**Problem to solve**
Write out, word for word, the line that contains "pub fn recording_engine(checklist: &Checklist)" and each line after it down to the last line of the data below. Include nothing more.

§ §

//! Row labels: `1.`, `2.` for top-level rows and `a.`, `b.` below them.

/// Bijective base-26 letters: 1 → `a`, 26 → `z`, 27 → `aa`.
pub fn alphabetic(number: u32) -> String {
    let mut letters = Vec::new();
    let mut n = number;
    while n > 0 {
        n -= 1;
        letters.push(b'a' + (n % 26) as u8);
        n /= 26;
    }
    letters.reverse();
    String::from_utf8(letters).unwrap_or_default()
}

/// Label drawn in front of a row, empty for unnumbered rows.
pub fn enumeration_label(sequence_number: Option<u32>, depth: usize) -> String {
    match sequence_number {
        None | Some(0) => String::new(),
        Some(n) if depth == 0 => format!("{}.", n),
        Some(n) => format!("{}.", alphabetic(n)),
    }
}
use preflight_style::Configuration;

use crate::section::ChecklistSection;

/// Root of the document tree.
#[derive(Debug, Clone, PartialEq)]
pub struct Checklist {
    pub aircraft_type: String,
    pub checklist_type: String,
    pub checklist_version: String,
    pub real_world_clearance: bool,
    pub background_coloring: bool,
    pub config: Configuration,
    sections: Vec<ChecklistSection>,
}

impl Default for Checklist {
    fn default() -> Self {
        Self::new(Configuration::default())
    }
}

impl Checklist {
    pub fn new(config: Configuration) -> Self {
        Self {
            aircraft_type: String::new(),
            checklist_type: String::new(),
            checklist_version: String::new(),
            real_world_clearance: false,
            background_coloring: config.background_coloring,
            config,
            sections: Vec::new(),
        }
    }

    pub fn sections(&self) -> &[ChecklistSection] {
        &self.sections
    }

    pub fn section(&self, index: usize) -> Option<&ChecklistSection> {
        self.sections.get(index)
    }

    /// Mutable access to a section's rows. The section list itself only
    /// changes through [`Checklist::append_section`] and
    /// [`Checklist::insert_section`] so numbering stays contiguous.
    pub fn section_mut(&mut self, index: usize) -> Option<&mut ChecklistSection> {
        self.sections.get_mut(index)
    }

    pub fn section_count(&self) -> usize {
        self.sections.len()
    }

    pub fn append_section(&mut self, mut section: ChecklistSection) {
        section.set_sequence_number(self.sections.len() as u32 + 1);
        self.sections.push(section);
    }

    /// Inserts a section at `index` (clamped to the end) and renumbers all
    /// sections from 1.
    pub fn insert_section(&mut self, index: usize, section: ChecklistSection) {
        let index = index.min(self.sections.len());
        self.sections.insert(index, section);
        for (number, section) in self.sections.iter_mut().enumerate() {
            section.set_sequence_number(number as u32 + 1);
        }
    }
}

#[cfg(test)]
mod tests {
    use super::*;

    fn numbers(checklist: &Checklist) -> Vec<Option<u32>> {
        checklist.sections().iter().map(|s| s.sequence_number()).collect()
    }

    #[test]
    fn test_append_numbers_sections_from_one() {
        let mut checklist = Checklist::default();
        checklist.append_section(ChecklistSection::new("Before Start"));
        checklist.append_section(ChecklistSection::new("Start"));
        assert_eq!(numbers(&checklist), vec![Some(1), Some(2)]);
    }

    #[test]
    fn test_insert_renumbers_every_section() {
        let mut checklist = Checklist::default();
        checklist.append_section(ChecklistSection::new("Before Start"));
        checklist.append_section(ChecklistSection::new("Start"));
        checklist.insert_section(1, ChecklistSection::new("Before Start - CONTINUED"));
        assert_eq!(numbers(&checklist), vec![Some(1), Some(2), Some(3)]);
        assert_eq!(checklist.section(1).unwrap().name, "Before Start - CONTINUED");
        assert_eq!(checklist.section(2).unwrap().name, "Start");
    }

    #[test]
    fn test_background_coloring_follows_configuration() {
        let mut config = Configuration::default();
        config.background_coloring = false;
        assert!(!Checklist::new(config).background_coloring);
        assert!(Checklist::default().background_coloring);
    }
}
//! The checklist markup.
//!
//! ```text
//! // Aircraft Type = C172
//! // Checklist Type = Normal
//! #Before Start
//! -Battery..ON
//! +Voltmeter..CHECK
//! ```
//!
//! [`parse_checklist`] builds a [`preflight_model::Checklist`] from such
//! text; [`write_checklist`] turns a checklist back into markup.

mod error;
mod line;
mod parser;
mod writer;

pub use error::ParseError;
pub use parser::{ParseOutcome, parse_checklist, parse_lines};
pub use writer::write_checklist;

/// Directive keys that fill the checklist's own fields instead of options.
pub const AIRCRAFT_TYPE_KEY: &str = "Aircraft Type";
pub const CHECKLIST_TYPE_KEY: &str = "Checklist Type";
pub const CHECKLIST_VERSION_KEY: &str = "Checklist Version";
pub const REAL_WORLD_CLEARANCE_KEY: &str = "Real World Clearance";
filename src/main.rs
use clap::{ArgAction, Parser};
use log::{LevelFilter, info};
use preflight::style::{Configuration, OPTIONS};
use preflight::{PipelineError, load_checklist, resolve_output_path, write_json, write_pdf};
use std::path::PathBuf;

/// Typesets a checklist markup file into a print-ready PDF.
#[derive(Parser, Debug)]
#[command(version, about, long_about = None)]
struct Args {
    /// Checklist markup file
    #[arg(short, long, required_unless_present = "print_config")]
    input: Option<PathBuf>,

    /// Output directory or file name; `.pdf` is appended when missing
    #[arg(short, long, default_value = ".")]
    output: PathBuf,

    /// Also write the page description as JSON next to the PDF
    #[arg(long, default_value_t = false)]
    json: bool,

    /// Leave page numbers out of the footer
    #[arg(long, default_value_t = false)]
    no_page_numbers: bool,

    /// List every configuration option with its default and exit
    #[arg(long, default_value_t = false)]
    print_config: bool,

    /// More log output, repeat for more detail
    #[arg(short, long, action = ArgAction::Count)]
    verbose: u8,
}

fn main() -> Result<(), PipelineError> {
    let args = Args::parse();

    let level = match args.verbose {
        0 => LevelFilter::Warn,
        1 => LevelFilter::Info,
        2 => LevelFilter::Debug,
        _ => LevelFilter::Trace,
    };
    env_logger::Builder::new()
        .filter_level(level)
        .parse_default_env()
        .init();

    if args.print_config {
        print_config();
        return Ok(());
    }

    let Some(input) = args.input else {
        return Ok(());
    };

    let (mut checklist, _) = load_checklist(&input)?;
    if args.no_page_numbers {
        checklist.config.show_page_numbers = false;
    }

    let pdf_path = resolve_output_path(&input, &args.output);
    if args.json {
        let json_path = pdf_path.with_extension("json");
        write_json(&mut checklist.clone(), &json_path)?;
        println!("Wrote {}", json_path.display());
    }
    write_pdf(&mut checklist, &pdf_path)?;
    info!("{} section(s) after pagination", checklist.section_count());
    println!("Wrote {}", pdf_path.display());
    Ok(())
}

fn print_config() {
    let defaults = Configuration::default();
    let width = OPTIONS.iter().map(|o| o.name.len()).max().unwrap_or(0);
    for option in OPTIONS {
        let default = defaults
            .get(option.name)
            .map(|v| v.to_string())
            .unwrap_or_default();
        println!(
            "// {:<width$} = {:<16} {}",
            option.name,
            default,
            option.description,
            width = width
        );
    }
}
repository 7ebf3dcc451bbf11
pub mod pagination;
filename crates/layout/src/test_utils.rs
use preflight_model::{Checklist, ChecklistSection, SectionItem};
use preflight_render_core::RecordingSurface;
use preflight_style::Configuration;

use crate::engine::LayoutEngine;

pub fn init_logger() {
    let _ = env_logger::builder().is_test(true).try_init();
}

pub fn row(left: &str, right: &str) -> SectionItem {
    SectionItem::new(Some(left.to_string()), Some(right.to_string())).unwrap()
}

/// A section with one top-level row per element of `subitems`, each
/// carrying that many nested rows.
pub fn section_with_items(name: &str, subitems: &[usize]) -> ChecklistSection {
    let mut section = ChecklistSection::new(name);
    for (i, count) in subitems.iter().enumerate() {
        let mut item = row(&format!("Item {}", i + 1), "CHECK");
        for j in 0..*count {
            item.append_subitem(row(&format!("Sub {}", j + 1), "SET"));
        }
        section.append_entry(item);
    }
    section
}

pub fn checklist_with(sections: Vec<ChecklistSection>) -> Checklist {
    checklist_with_config(Configuration::default(), sections)
}

pub fn checklist_with_config(config: Configuration, sections: Vec<ChecklistSection>) -> Checklist {
    let mut checklist = Checklist::new(config);
    checklist.aircraft_type = "C172".into();
    checklist.checklist_type = "Normal".into();
    checklist.checklist_version = "1.0".into();
    for section in sections {
        checklist.append_section(section);
    }
    checklist
}

pub fn recording_engine(checklist: &Checklist) -> LayoutEngine<RecordingSurface> {
    LayoutEngine::new(RecordingSurface::new(), checklist)
}
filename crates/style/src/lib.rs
pub mod configuration;
pub mod dimension;
pub mod font;
pub mod parsers;

pub use configuration::{ConfigError, Configuration, OptionKind, OptionSpec, OptionValue, OPTIONS};
pub use dimension::{Margins, PageSize};
pub use font::{StandardFont, WIN_ANSI_REPLACEMENT, encode_win_ansi, win_ansi_code};
pub use parsers::ValueParseError;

§ §

**Task solution**
pub fn recording_engine(checklist: &Checklist) -> LayoutEngine<RecordingSurface> {
    LayoutEngine::new(RecordingSurface::new(), checklist)
}
filename crates/style/src/lib.rs
pub mod configuration;
pub mod dimension;
pub mod font;
pub mod parsers;

pub use configuration::{ConfigError, Configuration, OptionKind, OptionSpec, OptionValue, OPTIONS};
pub use dimension::{Margins, PageSize};
pub use font::{StandardFont, WIN_ANSI_REPLACEMENT, encode_win_ansi, win_ansi_code};
pub use parsers::ValueParseError;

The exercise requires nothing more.